• _WORK ITEM_
Type out the data again, word for word and in full.

....

//! Decoded ATT protocol data units
//!
//! `AttPdu` is the unit the firewall inspects and rewrites. Decoding is
//! deliberately lenient about trailing bytes (a partial trailing record in a
//! list response is ignored), but every fixed field must be present.

use super::constants::*;
use super::error::{AttError, AttErrorCode, AttResult};
use byteorder::{LittleEndian, ReadBytesExt};
use std::fmt;
use std::io::Cursor;
use std::str::FromStr;

/// Attribute data in Read By Group Type Response
#[derive(Debug, Clone, PartialEq, Eq)]
pub struct GroupAttributeData {
    /// Attribute handle
    pub handle: u16,
    /// Group end handle
    pub end_group_handle: u16,
    /// Attribute value (the group UUID for service discovery)
    pub value: Vec<u8>,
}

/// Read By Group Type Response packet
#[derive(Debug, Clone, PartialEq, Eq, Default)]
pub struct ReadByGroupTypeResponse {
    /// List of attribute data
    pub data: Vec<GroupAttributeData>,
}

/// Handle and value in Read By Type Response
#[derive(Debug, Clone, PartialEq, Eq)]
pub struct HandleValue {
    /// Attribute handle
    pub handle: u16,
    /// Attribute value
    pub value: Vec<u8>,
}

/// Read By Type Response packet
#[derive(Debug, Clone, PartialEq, Eq, Default)]
pub struct ReadByTypeResponse {
    /// List of handle-value pairs
    pub data: Vec<HandleValue>,
}

/// Handle-UUID pair in Find Information Response
#[derive(Debug, Clone, PartialEq, Eq)]
pub struct InformationData {
    /// Attribute handle
    pub handle: u16,
    /// Attribute type, little-endian, 2 or 16 bytes
    pub uuid: Vec<u8>,
}

/// Find Information Response packet
#[derive(Debug, Clone, PartialEq, Eq)]
pub struct FindInformationResponse {
    /// Format of information data
    pub format: u8,
    /// List of handle-UUID pairs
    pub data: Vec<InformationData>,
}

....

• _EXERCISE SOLUTION_
//! Decoded ATT protocol data units
//!
//! `AttPdu` is the unit the firewall inspects and rewrites. Decoding is
//! deliberately lenient about trailing bytes (a partial trailing record in a
//! list response is ignored), but every fixed field must be present.

use super::constants::*;
use super::error::{AttError, AttErrorCode, AttResult};
use byteorder::{LittleEndian, ReadBytesExt};
use std::fmt;
use std::io::Cursor;
use std::str::FromStr;

/// Attribute data in Read By Group Type Response
#[derive(Debug, Clone, PartialEq, Eq)]
pub struct GroupAttributeData {
    /// Attribute handle
    pub handle: u16,
    /// Group end handle
    pub end_group_handle: u16,
    /// Attribute value (the group UUID for service discovery)
    pub value: Vec<u8>,
}

/// Read By Group Type Response packet
#[derive(Debug, Clone, PartialEq, Eq, Default)]
pub struct ReadByGroupTypeResponse {
    /// List of attribute data
    pub data: Vec<GroupAttributeData>,
}

/// Handle and value in Read By Type Response
#[derive(Debug, Clone, PartialEq, Eq)]
pub struct HandleValue {
    /// Attribute handle
    pub handle: u16,
    /// Attribute value
    pub value: Vec<u8>,
}

/// Read By Type Response packet
#[derive(Debug, Clone, PartialEq, Eq, Default)]
pub struct ReadByTypeResponse {
    /// List of handle-value pairs
    pub data: Vec<HandleValue>,
}

/// Handle-UUID pair in Find Information Response
#[derive(Debug, Clone, PartialEq, Eq)]
pub struct InformationData {
    /// Attribute handle
    pub handle: u16,
    /// Attribute type, little-endian, 2 or 16 bytes
    pub uuid: Vec<u8>,
}

/// Find Information Response packet
#[derive(Debug, Clone, PartialEq, Eq)]
pub struct FindInformationResponse {
    /// Format of information data
    pub format: u8,
    /// List of handle-UUID pairs
    pub data: Vec<InformationData>,
}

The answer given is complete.